A Nova Zelândia disse que o teste ocorreu duas horas depois de a China notificar as nações do Pacífico sobre o lançamento do míssil, mas não está claro se a China notificou os Estados Unidos.

Num comunicado partilhado no WeChat, o porta-voz da marinha chinesa, Wang Xuemeng, disse que o lançamento do teste era “um acordo de rotina para o treino militar anual da China” e que “os países relevantes foram notificados com antecedência”.

Luta pelo poder no Pacífico

Monitores disseram que um foguete lançado de um submarino nuclear pareceu pousar perto das Ilhas Salomão, um país do Pacífico Sul que assinou um acordo secreto de segurança com a China em 2022 e está revisando-o sob o novo governo.

As Filipinas, que entraram em confronto repetidamente com a China pelos disputados territórios do Mar da China Meridional, condenaram o teste como uma “demonstração imprudente de poder militar”.

“Este lançamento não teve nenhum propósito pacífico, mas foi um ato planeado de ridículo e provocação contra aqueles que rejeitam o expansionismo e a coerção ilegais da China”, afirmou o Ministério da Defesa Nacional da China num comunicado.

O ministro das Relações Exteriores australiano, Wong Yin-yin, disse que o teste da China “desestabiliza a região”.

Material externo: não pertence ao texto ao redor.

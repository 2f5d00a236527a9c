//! NetCDF reading and writing for [`GridDataset`] using the netcdf library.
//!
//! Files are read completely into memory: the netcdf handle only lives for
//! the duration of [`GridDataset::open`] and is closed on every return path,
//! so the resulting dataset can outlive the file it came from.
//!
//! # Performance Notes
//!
//! The netcdf library requires a file path (it wraps libnetcdf/HDF5 which need
//! file handles). When reading from bytes, we write to a temp file first.
//! On Linux, we use `/dev/shm` (memory-backed tmpfs) to minimize I/O latency.

use std::path::{Path, PathBuf};
use std::sync::atomic::{AtomicU64, Ordering};
use std::sync::Once;

use ndarray::{ArrayD, IxDyn};
use netcdf::types::NcVariableType;
use tracing::{debug, info, warn};

use crate::dataset::{GridDataset, VariableData};
use crate::error::{GridError, GridResult};

/// Silence HDF5's automatic error printing to stderr.
///
/// The HDF5 C library prints verbose error messages to stderr even when errors
/// are handled gracefully by the Rust code. This function disables that output
/// by calling H5Eset_auto2 with null handlers. It only needs to be called once
/// per process, but is safe to call multiple times.
pub fn silence_hdf5_errors() {
    static INIT: Once = Once::new();

    INIT.call_once(|| {
        // SAFETY: H5Eset_auto2 is thread-safe and we're passing null pointers
        // to disable error output, which is a documented valid use.
        unsafe {
            hdf5_metno_sys::h5e::H5Eset_auto2(
                hdf5_metno_sys::h5e::H5E_DEFAULT,
                None,
                std::ptr::null_mut(),
            );
        }
    });
}

impl GridDataset {
    /// Read a netCDF file into memory.
    pub fn open<P: AsRef<Path>>(path: P) -> GridResult<Self> {
        silence_hdf5_errors();

        let path = path.as_ref();
        let nc_file = netcdf::open(path)?;
        let dataset = read_dataset(&nc_file)?;

        info!(
            path = %path.display(),
            dimensions = dataset.dimensions().count(),
            variables = dataset.variables().count(),
            "Loaded grid dataset"
        );

        Ok(dataset)
    }

    /// Decode a netCDF image held in memory.
    pub fn from_bytes(data: &[u8]) -> GridResult<Self> {
        let temp_file = get_optimal_temp_dir().join(generate_temp_filename());
        open_via_temp_file(&temp_file, data)
    }

    /// Write the dataset to a netCDF-4 file, replacing any existing file.
    ///
    /// Numeric variables are stored as doubles and text variables as netCDF
    /// strings.
    pub fn write<P: AsRef<Path>>(&self, path: P) -> GridResult<()> {
        silence_hdf5_errors();

        let path = path.as_ref();
        let mut nc_file = netcdf::create(path)?;

        for (name, len) in self.dimensions() {
            nc_file.add_dimension(name, len)?;
        }

        for var in self.variables() {
            let dims: Vec<&str> = var.dims().iter().map(String::as_str).collect();

            match var.data() {
                VariableData::Float(array) => {
                    let values = array.as_standard_layout();
                    let slice = values.as_slice().ok_or_else(|| {
                        GridError::InvalidShape(format!("variable '{}' is not contiguous", var.name()))
                    })?;
                    let mut nc_var = nc_file.add_variable::<f64>(var.name(), &dims)?;
                    nc_var.put_values(slice, ..)?;
                }
                VariableData::Text(value) => {
                    let first = vec![0usize; dims.len()];
                    let mut nc_var = nc_file.add_string_variable(var.name(), &dims)?;
                    nc_var.put_string(value, first.as_slice())?;
                }
            }

            debug!(variable = var.name(), kind = var.data().kind(), "Wrote variable");
        }

        info!(
            path = %path.display(),
            variables = self.variables().count(),
            "Wrote grid dataset"
        );

        Ok(())
    }
}

// =============================================================================
// Internal helpers
// =============================================================================

/// Write `data` to `temp_file`, read it back and remove the file again.
///
/// The file is removed whether writing or reading failed.
fn open_via_temp_file(temp_file: &Path, data: &[u8]) -> GridResult<GridDataset> {
    let result = std::fs::write(temp_file, data)
        .map_err(GridError::from)
        .and_then(|()| GridDataset::open(temp_file));

    // Clean up
    let _ = std::fs::remove_file(temp_file);

    result
}

fn read_dataset(nc_file: &netcdf::File) -> GridResult<GridDataset> {
    let mut dataset = GridDataset::new();

    for dim in nc_file.dimensions() {
        dataset.add_dimension(&dim.name(), dim.len())?;
    }

    for var in nc_file.variables() {
        let name = var.name();
        let dim_names: Vec<String> = var.dimensions().iter().map(|d| d.name()).collect();
        let dims: Vec<&str> = dim_names.iter().map(String::as_str).collect();

        match var.vartype() {
            NcVariableType::Char => {
                let raw = var.get_raw_values(..)?;
                let row_len = var.dimensions().last().map(|d| d.len()).unwrap_or(raw.len());
                let value = decode_char_row(&name, &raw[..row_len.min(raw.len())])?;
                dataset.insert_text(&name, &dims, value)?;
            }
            NcVariableType::String => {
                let first = vec![0usize; dims.len()];
                let value = var.get_string(first.as_slice())?;
                dataset.insert_text(&name, &dims, value)?;
            }
            NcVariableType::Int(_) | NcVariableType::Float(_) => {
                let shape: Vec<usize> = var.dimensions().iter().map(|d| d.len()).collect();
                let values: Vec<f64> = var.get_values(..)?;
                let array = ArrayD::from_shape_vec(IxDyn(&shape), values).map_err(|e| {
                    GridError::InvalidShape(format!("variable '{}': {}", name, e))
                })?;
                dataset.insert_array(&name, &dims, array)?;
            }
            other => {
                warn!(variable = %name, vartype = ?other, "Skipping variable with unsupported type");
                continue;
            }
        }

        debug!(variable = %name, dims = ?dim_names, "Read variable");
    }

    Ok(dataset)
}

/// Decode a fixed-width character array into a string.
///
/// Trailing NUL padding is dropped; the remaining bytes must be ASCII.
fn decode_char_row(name: &str, bytes: &[u8]) -> GridResult<String> {
    let end = bytes.iter().rposition(|&b| b != 0).map_or(0, |pos| pos + 1);
    let trimmed = &bytes[..end];

    if !trimmed.is_ascii() {
        return Err(GridError::InvalidFormat(format!(
            "text variable '{}' is not ASCII",
            name
        )));
    }

    Ok(trimmed.iter().map(|&b| b as char).collect())
}

/// Get the optimal temp directory for NetCDF file operations.
///
/// On Linux, uses /dev/shm (memory-backed tmpfs) if available for faster I/O.
/// Falls back to the system temp directory on other platforms or if /dev/shm is unavailable.
fn get_optimal_temp_dir() -> PathBuf {
    #[cfg(target_os = "linux")]
    {
        let shm_path = Path::new("/dev/shm");
        if shm_path.exists() && shm_path.is_dir() {
            // Verify we can write to /dev/shm
            let test_path = shm_path.join(format!(".gridtools_test_{}", std::process::id()));
            if std::fs::write(&test_path, b"test").is_ok() {
                let _ = std::fs::remove_file(&test_path);
                return shm_path.to_path_buf();
            }
        }
    }

    std::env::temp_dir()
}

/// Generate a unique temp file name for concurrent safety.
/// Uses process ID, thread ID, and a counter to ensure uniqueness.
fn generate_temp_filename() -> String {
    static COUNTER: AtomicU64 = AtomicU64::new(0);

    let pid = std::process::id();
    let tid = std::thread::current().id();
    let count = COUNTER.fetch_add(1, Ordering::Relaxed);

    format!("grid_native_{}_{:?}_{}.nc", pid, tid, count)
}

O Japão disse que foi informado do lançamento antes de ser lançado e disse que instou fortemente a China a reconsiderar e expressou “séria preocupação” com as crescentes atividades militares de Pequim.

A Rússia, aliada da China, defendeu os testes de Pequim como sendo seu “direito soberano” e disse que a China “não está ameaçando ninguém no mundo”.

Lyle Morris, pesquisador sênior do Asia Society Policy Institute, disse que o míssil mostrou que a China tem um número crescente de opções além do lançamento terrestre.

“Esse teste de longo prazo é um grande desenvolvimento e mostrará que a China está avançando em direção a uma capacidade de dissuasão nuclear baseada no mar com maior capacidade de sobrevivência e maior alcance”, disse ele.

Isto demonstra a “capacidade da marinha chinesa de atingir o continente dos EUA a partir de fortalezas próximas às águas chinesas”.

A demonstração de poderio militar da China ocorreu no mesmo dia em que a Austrália e Fiji assinaram um importante tratado de defesa, parte de um esforço do aliado dos EUA, Canberra, para recuperar a influência contra a China após o controverso tratado das Ilhas Salomão.

No entanto, os analistas expressaram dúvidas sobre uma ligação direta entre os dois, dizendo que tais testes podem ter sido planeados com antecedência.